Что касается читательских пристрастий поэтессы, то они в означенное десятилетие заметно изменились: если ранее, судя по «Письмам из Шульценхофа», в круг ее чтения входили Толстой, Пришвин, Паустовский, Ахматова, Пастернак и, конечно же, Пушкин (которому она посвятила отдельную большую работу), то теперь из этого ряда остался, как ни странно, один Паустовский. К нему прибавились: Пруст, Томас Манн («Иосиф и его братья»), Джозеф Конрад, современный американский поэт Уоллес Стивенс. А еще поэтесса отмечает в себе растущее охлаждение к литературе чистого вымысла и повышенный интерес к полудокументальным жанрам, а также к книгам, написанным от первого лица, где покрывало вымысла тонко и прозрачно и не закрывает собой реальной жизни, а авторская субъективность лишь побуждает искать лежащие в ее основе крупицы личного жизненного опыта (Наталия Гинзбург, Кэтрин Мэнсфилд, Кэтрин Энн Портер и др.).

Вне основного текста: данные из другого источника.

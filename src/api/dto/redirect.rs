//! DTOs for redirect management endpoints.

use chrono::{DateTime, Utc};
use regex::Regex;
use serde::{Deserialize, Serialize};
use std::sync::LazyLock;
use validator::Validate;

use crate::api::dto::pagination::PaginationMeta;
use crate::domain::entities::Redirect;

/// Compiled regex for short link validation.
static SHORT_LINK_REGEX: LazyLock<Regex> =
    LazyLock::new(|| Regex::new(r"^[A-Za-z0-9_-]+$").unwrap());

/// Request body for `POST /v0/redirect`.
#[derive(Debug, Deserialize, Validate)]
pub struct CreateRedirectRequest {
    /// Optional custom short link (generated when absent).
    #[validate(length(min = 1, max = 64))]
    #[validate(regex(path = "*SHORT_LINK_REGEX"))]
    pub short_link: Option<String>,

    /// Destination URL (must be valid HTTP/HTTPS).
    #[validate(url(message = "Invalid URL format"))]
    pub url: String,

    /// Redirect status code; defaults to 307.
    pub response_status: Option<u16>,

    /// Response body served alongside the redirect; defaults to empty.
    pub body: Option<String>,
}

/// Request body for `PATCH /v0/redirect/{short_link}`.
///
/// All fields are optional — only provided fields are changed.
#[derive(Debug, Deserialize, Validate)]
pub struct UpdateRedirectRequest {
    /// New destination URL for this redirect.
    #[validate(url(message = "Invalid URL format"))]
    pub url: Option<String>,

    /// New redirect status code.
    pub response_status: Option<u16>,

    /// New response body.
    pub body: Option<String>,
}

/// JSON representation of a redirect.
#[derive(Debug, Serialize, Deserialize)]
pub struct RedirectResponse {
    pub id: i64,
    pub short_link: String,
    pub url: String,
    pub response_status: u16,
    pub body: String,
    pub created_at: DateTime<Utc>,
}

impl From<Redirect> for RedirectResponse {
    fn from(redirect: Redirect) -> Self {
        Self {
            id: redirect.id,
            short_link: redirect.short_link,
            url: redirect.url,
            response_status: redirect.response_status,
            body: redirect.body,
            created_at: redirect.created_at,
        }
    }
}

/// Response body for `GET /v0/redirect`.
#[derive(Debug, Serialize, Deserialize)]
pub struct RedirectListResponse {
    pub items: Vec<RedirectResponse>,
    pub pagination: PaginationMeta,
}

Свой путь литератора Эва Штриттматтер начинала как критик, и к этому роду литературных занятий она изредка обращается и по сию пору. В настоящей же книге — как можно было, вероятно, судить по приведенным отрывкам — мы имеет дело не с литературной критикой и даже не с эссеистикой, а в большей или меньшей степени с поэзией в прозе, навеянной мыслями о собственном творчестве и творчестве ряда собратьев по перу, в том числе классиков (Гёте, Байрон, Гёльдерлин, Гейне) и современников (Уоллес Стивенс) — поэзией, ничуть не уступающей по силе лучшим стихотворным сборникам поэтессы (например, сборнику «А эта роза одолеет всё», 1977).
Л-ра: Современная художественная литература за рубежом. – 1990. – № 1. – С. 35-37.